If this had been a real conversation, Zula might now have made further inquiries. It seemed unnecessary though. She could piece it together easily enough. These men on the boat belonged to some Muslim ethnic group from the far west. They had been drawn to Heartless Island in the way that Jones described. Having no other way to make sense of their lives, they had been recruited by some sort of radical group, part of a network that was in touch with whoever Abdallah Jones hung out with. And when Jones had decided to come to China, these men had provided him with the support system he needed.
But she got the sense that he wasn’t finished. So she held her gaze on him. In turn, he regarded her with a look that was somewhat difficult to interpret, as one side of his face was distorted by swelling, and he was hardly the most easy-to-read man to begin with. “These men work with me,” he said, “because they choose to. I have no power over them. If they began to ignore my commands, or simply threw me overboard and left me to drown, the only consequences, for them, would be that their lives would suddenly become much simpler and safer. And so even if I were the type of man who was capable of forgiving and forgetting your attempt, just a few minutes ago, to get me shot in the head, I would have to be some kind of a fool to allow myself to be seen, by these men, as having shown such weakness. It is not the sort of thing that gains a man respect and influence in the Heartless Island milieu, if you follow me.”
Zula did not want to admit that she was following him, but she found that she could no longer hold his gaze, and so she looked to Yuxia instead. The face of Qian Yuxia had gone still and devoid of expression, and she would not meet Zula’s eye. Zula reckoned that she had already made some kind of adjustment to what Jones was describing as the Heartless Island milieu.
“And so,” Jones concluded, “things are about to get ugly. Not that they were pretty to begin with. But, during the journey, you might wish to consider how you can keep them from really getting out of hand. I would suggest an end to pluck, or spunk, or whatever label you like to attach to the sort of behavior you were showing back on that pier, and a decisive turn toward Islam: which means submission. Just a thought.”
OLIVIA, THE PRIVILEGED Westerner, was outraged at the amount of time she had to wait at the hospital. Meng Anlan, the hard-bitten Chinese urbanite, wondered who she’d have to pay off, then remembered she didn’t have any money. More to the point, no government ID, the sine qua non of Chinese personhood. No connections to speak of either. She could get her uncle Binrong to patch a call through to some hospital administrator and holler at him for a while; but Meng Binrong, as a fictional character based in London, had no pull here either, and, at the moment, a lot of people were probably queued up wanting to say unpleasant things to the people who ran this place.
As time went on, though, the Meng Anlan side of her began to see a kind of simple logic at work here: she had been injured several hours ago, and she was actually fine. The wound—an inch-long laceration in her scalp, well above the hairline—had stopped bleeding. She had a headache, perhaps indicative of a mild concussion, but no blurred vision, no cognitive deficits. Perhaps just a bit of memory loss around the time that she had suddenly found herself crumpled against the wall of a devastated office. But that might not have been memory loss at all; maybe it just reflected the fact that explosions in the real world, as opposed to in movies, happened very quickly, like camera flashes.
It occurred to her that she might just get up and leave without bothering to get any medical treatment at all—which was obviously what the overburdened staff were hoping she would do.

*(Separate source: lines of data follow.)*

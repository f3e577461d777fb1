#![allow(dead_code)]

use std::fmt::{self, Write as _};
use std::sync::{Arc, Mutex};
use tracing::field::{Field, Visit};
use tracing::subscriber::DefaultGuard;
use tracing::{Event, Level, Subscriber};
use tracing_subscriber::layer::{Context, Layer, SubscriberExt};
use tracing_subscriber::Registry;
use tradeledger::core::config::{Credential, Credentials};

/// Events recorded by [`capture_logs`]
#[derive(Clone, Default)]
pub struct CapturedLogs {
    events: Arc<Mutex<Vec<(Level, String)>>>,
}

impl CapturedLogs {
    pub fn at(&self, level: Level) -> Vec<String> {
        self.events
            .lock()
            .unwrap()
            .iter()
            .filter(|(l, _)| *l == level)
            .map(|(_, message)| message.clone())
            .collect()
    }

    pub fn errors(&self) -> Vec<String> {
        self.at(Level::ERROR)
    }
}

struct CaptureLayer(CapturedLogs);

struct MessageVisitor<'a>(&'a mut String);

impl Visit for MessageVisitor<'_> {
    fn record_debug(&mut self, field: &Field, value: &dyn fmt::Debug) {
        if field.name() == "message" {
            let _ = write!(self.0, "{:?}", value);
        } else {
            let _ = write!(self.0, " {}={:?}", field.name(), value);
        }
    }
}

impl<S: Subscriber> Layer<S> for CaptureLayer {
    fn on_event(&self, event: &Event<'_>, _ctx: Context<'_, S>) {
        let mut message = String::new();
        event.record(&mut MessageVisitor(&mut message));
        self.0
            .events
            .lock()
            .unwrap()
            .push((*event.metadata().level(), message));
    }
}

/// Route this thread's events into a buffer until the guard drops.
/// Use with the default current-thread `#[tokio::test]` runtime.
pub fn capture_logs() -> (CapturedLogs, DefaultGuard) {
    let logs = CapturedLogs::default();
    let subscriber = Registry::default().with(CaptureLayer(logs.clone()));
    let guard = tracing::subscriber::set_default(subscriber);
    (logs, guard)
}

pub fn credentials(public_key: &str, private_key: &str) -> Credentials {
    Credentials::new(vec![
        Credential::new("publicKey", public_key),
        Credential::new("privateKey", private_key),
    ])
}
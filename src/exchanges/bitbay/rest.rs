use crate::core::errors::{ExchangeError, ReportedError};
use crate::core::kernel::RestClient;
use crate::core::types::ExchangeId;
use crate::exchanges::bitbay::types::{
    BitbayHistoryQuery, BitbayPage, BitbayResponse, BitbayTransaction,
};
use serde::de::DeserializeOwned;

pub const TRANSACTIONS_ENDPOINT: &str = "/rest/trading/history/transactions";

/// Codes BitBay reports in `errors` when `status` is `Fail`
pub const BITBAY_ERROR_CODES: &[(&str, &str)] = &[
    ("PERMISSIONS_NOT_SUFFICIENT", "API key permissions do not allow this action"),
    ("INVALID_HASH_SIGNATURE", "API-Hash signature does not match the request"),
    ("INVALID_PUBLIC_KEY", "API-Key is malformed or unknown"),
    ("INVALID_REQUEST_TIMESTAMP", "Request-Timestamp header is missing or out of range"),
    ("INVALID_OPERATION_ID", "operation-id header is missing or malformed"),
    ("ACTION_BLOCKED", "Action is blocked on this account"),
    ("ACTION_LIMIT_EXCEEDED", "Too many requests; rate limit exceeded"),
    ("UNDER_MAINTENANCE", "Exchange is under maintenance"),
    ("TIMEOUT", "Request timed out on the exchange side"),
    ("RESPONSE_TIMEOUT", "Exchange did not respond in time"),
    ("FUNDS_NOT_SUFFICIENT", "Insufficient funds"),
    ("MARKET_CODE_INVALID", "Unknown market in query"),
];

/// BitBay REST API client implementation
#[derive(Debug)]
pub struct BitbayRest<R: RestClient> {
    rest_client: R,
}

impl<R: RestClient> BitbayRest<R> {
    pub fn new(rest_client: R) -> Self {
        Self { rest_client }
    }

    /// Fetch one page of transaction history and return the raw body.
    ///
    /// The filter is JSON-encoded into the single `query` parameter.
    pub async fn get_transactions_raw(
        &self,
        query: &BitbayHistoryQuery,
    ) -> Result<String, ExchangeError> {
        let query_json = serde_json::to_string(query).map_err(|e| {
            ExchangeError::SerializationError(format!("Failed to encode history query: {}", e))
        })?;

        self.rest_client
            .get(TRANSACTIONS_ENDPOINT, &[("query", query_json.as_str())], true)
            .await
    }
}

/// Decode a 2xx body and classify it as a page of items, a malformed
/// payload, or a failure reported by BitBay.
pub fn handle_response<T>(body: &str) -> Result<BitbayPage<T>, ExchangeError>
where
    T: DeserializeOwned,
{
    let response: BitbayResponse<T> =
        serde_json::from_str(body).map_err(|e| ExchangeError::decode(body, e))?;

    match response {
        BitbayResponse::Ok(page) => Ok(page),
        BitbayResponse::Fail { errors } => Err(map_bitbay_errors(errors)),
    }
}

pub fn decode_transactions(
    body: &str,
) -> Result<BitbayPage<BitbayTransaction>, ExchangeError> {
    handle_response(body)
}

fn map_bitbay_errors(codes: Vec<String>) -> ExchangeError {
    ExchangeError::Business {
        exchange: ExchangeId::Bitbay,
        errors: codes
            .into_iter()
            .map(|code| ReportedError::lookup(code, BITBAY_ERROR_CODES))
            .collect(),
    }
}
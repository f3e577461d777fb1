pub mod conversions;
pub mod signer;
pub mod types;

pub mod builder;
pub mod connector;
pub mod rest;

// Re-export main components
pub use builder::{build_connector, BitbayBuilder};
pub use connector::BitbayConnector;
pub use rest::BITBAY_ERROR_CODES;
pub use signer::BitbaySigner;
pub use types::{BitbayHistoryQuery, BitbayPage, BitbayResponse, BitbayTransaction};
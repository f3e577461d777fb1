use crate::core::errors::ExchangeError;
use crate::core::kernel::{SignatureResult, SignedRequest, Signer};
use hmac::{Hmac, Mac};
use secrecy::{ExposeSecret, Secret};
use sha2::Sha512;
use std::collections::HashMap;

type HmacSha512 = Hmac<Sha512>;

pub struct BitbaySigner {
    public_key: Secret<String>,
    private_key: Secret<String>,
}

impl BitbaySigner {
    pub fn new(public_key: Secret<String>, private_key: Secret<String>) -> Self {
        Self {
            public_key,
            private_key,
        }
    }

    /// `API-Hash`: hex HMAC-SHA512 over publicKey + unix seconds + body,
    /// keyed with the private key. GET requests sign an empty body.
    pub fn generate_hash(&self, timestamp_secs: u64, body: &[u8]) -> Result<String, ExchangeError> {
        let mut mac = HmacSha512::new_from_slice(self.private_key.expose_secret().as_bytes())
            .map_err(|e| ExchangeError::AuthError(format!("Failed to create HMAC: {}", e)))?;

        mac.update(self.public_key.expose_secret().as_bytes());
        mac.update(timestamp_secs.to_string().as_bytes());
        mac.update(body);

        Ok(hex::encode(mac.finalize().into_bytes()))
    }
}

impl Signer for BitbaySigner {
    fn sign_request(
        &self,
        _method: &str,
        _endpoint: &str,
        _query_string: &str,
        body: &[u8],
        timestamp: u64,
    ) -> SignatureResult {
        // BitBay expects seconds
        let timestamp_secs = timestamp / 1000;
        let hash = self.generate_hash(timestamp_secs, body)?;

        let mut headers = HashMap::new();
        headers.insert(
            "API-Key".to_string(),
            self.public_key.expose_secret().clone(),
        );
        headers.insert("API-Hash".to_string(), hash);
        headers.insert(
            "operation-id".to_string(),
            uuid::Uuid::new_v4().to_string(),
        );
        headers.insert("Request-Timestamp".to_string(), timestamp_secs.to_string());
        headers.insert("Content-Type".to_string(), "application/json".to_string());

        Ok(SignedRequest {
            headers,
            ..SignedRequest::default()
        })
    }
}
use crate::core::config::ConfigError;
use crate::core::errors::ExchangeError;
use crate::core::kernel::{SignatureResult, SignedRequest, Signer};
use base64::{engine::general_purpose, Engine as _};
use hmac::{Hmac, Mac};
use secrecy::{ExposeSecret, Secret};
use sha2::{Digest, Sha256, Sha512};
use std::collections::HashMap;

type HmacSha512 = Hmac<Sha512>;

pub struct KrakenSigner {
    api_key: Secret<String>,
    secret: Secret<Vec<u8>>,
}

impl KrakenSigner {
    /// `private_key` is the base64 API secret shown by Kraken
    pub fn new(api_key: Secret<String>, private_key: &Secret<String>) -> Result<Self, ConfigError> {
        let secret = general_purpose::STANDARD
            .decode(private_key.expose_secret())
            .map_err(|e| {
                ConfigError::InvalidConfiguration(format!(
                    "Kraken private key is not valid base64: {}",
                    e
                ))
            })?;

        Ok(Self {
            api_key,
            secret: Secret::new(secret),
        })
    }

    /// `API-Sign`: base64 HMAC-SHA512 over path + SHA256(nonce + post data),
    /// keyed with the decoded secret
    pub fn generate_signature(
        &self,
        path: &str,
        nonce: u64,
        post_data: &str,
    ) -> Result<String, ExchangeError> {
        let mut sha = Sha256::new();
        sha.update(nonce.to_string().as_bytes());
        sha.update(post_data.as_bytes());
        let digest = sha.finalize();

        let mut mac = HmacSha512::new_from_slice(self.secret.expose_secret())
            .map_err(|e| ExchangeError::AuthError(format!("Failed to create HMAC: {}", e)))?;
        mac.update(path.as_bytes());
        mac.update(&digest);

        Ok(general_purpose::STANDARD.encode(mac.finalize().into_bytes()))
    }
}

impl Signer for KrakenSigner {
    fn sign_request(
        &self,
        _method: &str,
        endpoint: &str,
        _query_string: &str,
        body: &[u8],
        timestamp: u64,
    ) -> SignatureResult {
        // The nonce travels inside the signed body
        let nonce = timestamp;
        let fields = std::str::from_utf8(body)
            .map_err(|e| ExchangeError::AuthError(format!("Invalid body encoding: {}", e)))?;
        let post_data = if fields.is_empty() {
            format!("nonce={}", nonce)
        } else {
            format!("nonce={}&{}", nonce, fields)
        };

        let signature = self.generate_signature(endpoint, nonce, &post_data)?;

        let mut headers = HashMap::new();
        headers.insert(
            "API-Key".to_string(),
            self.api_key.expose_secret().clone(),
        );
        headers.insert("API-Sign".to_string(), signature);
        headers.insert(
            "Content-Type".to_string(),
            "application/x-www-form-urlencoded; charset=utf-8".to_string(),
        );

        Ok(SignedRequest {
            headers,
            query_params: Vec::new(),
            body: Some(post_data.into_bytes()),
        })
    }
}
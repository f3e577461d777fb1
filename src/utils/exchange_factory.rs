use crate::core::config::{CodecConfig, Credentials, Verbosity};
use crate::core::errors::ExchangeError;
use crate::core::traits::ExchangeApi;
use crate::core::types::ExchangeId;
use crate::exchanges::{bitbay, kraken};

/// Credential names each exchange expects
pub fn required_credentials(exchange: ExchangeId) -> &'static [&'static str] {
    match exchange {
        ExchangeId::Bitbay => &[bitbay::builder::PUBLIC_KEY, bitbay::builder::PRIVATE_KEY],
        ExchangeId::Kraken => &[kraken::builder::PUBLIC_KEY, kraken::builder::PRIVATE_KEY],
    }
}

/// Factory for creating exchange connectors
pub struct ExchangeFactory;

impl ExchangeFactory {
    /// Create the adapter for `exchange` with default transport settings
    pub fn create(
        exchange: ExchangeId,
        credentials: Credentials,
        codec: CodecConfig,
    ) -> Result<Box<dyn ExchangeApi>, ExchangeError> {
        Self::create_with_verbosity(exchange, credentials, codec, Verbosity::Normal)
    }

    pub fn create_with_verbosity(
        exchange: ExchangeId,
        credentials: Credentials,
        codec: CodecConfig,
        verbosity: Verbosity,
    ) -> Result<Box<dyn ExchangeApi>, ExchangeError> {
        match exchange {
            ExchangeId::Bitbay => Ok(Box::new(
                bitbay::BitbayBuilder::new(credentials)
                    .with_codec(codec)
                    .with_verbosity(verbosity)
                    .build()?,
            )),
            // Kraken reports epoch timestamps only; the codec has nothing to configure
            ExchangeId::Kraken => Ok(Box::new(
                kraken::KrakenBuilder::new(credentials)
                    .with_verbosity(verbosity)
                    .build()?,
            )),
        }
    }
}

The only obstacle, then, was squaring things up with the two remaining construction workers who had sat it out with her the whole time. They seemed to feel that they were under some sort of obligation to bring the adventure to a satisfactory conclusion—a story they could tell to their coworkers the next day. Or perhaps they were hoping for a reward? She figured out a way to satisfy both requirements by taking down their names and numbers, borrowing a bit of cash to pay for a ferry ticket, and promising to pay it back at the next opportunity, along with a little something for their trouble. They protested at the latter, but she suspected they would not turn it down.
In an epic hospital-hallway haggling showdown, she then talked an orderly out of a roll of gauze, largely by making it clear that if this were given to her, she would disappear almost immediately and never trouble them again.
She then cleaned herself up as best she could in the lavatory and rebandaged the wound with a white headband of gauze that could almost pass for some kind of deliberately chosen fashion-forward accessory, at least until blood began to leak through it. She made good on her promise to leave the hospital and walked in her free set of flip-flops down to the waterfront, where she used her donated construction-worker money to buy a ferry ticket back to Gulangyu.
During the walk, she had undergone the transformation from Meng Anlan, career girl, back to Olivia Halifax-Lin, MI6 spy. During the brief ferry ride, the latter asked herself several times whether going back to her apartment was the right thing to do. But there was no reason to suspect that the PSB would be on to her yet. And if they were, then what could seem more suspicious than a failure to go back to her own apartment when she was so badly in need of clothes and rest? She had to get out of China, that was for certain. But lacking money and documents, she would have to summon help from her handlers. Lacking a phone or laptop, she would have to do that by going to a wangba and sending a coded message.
But she couldn’t rent a terminal at a wangba without her ID card.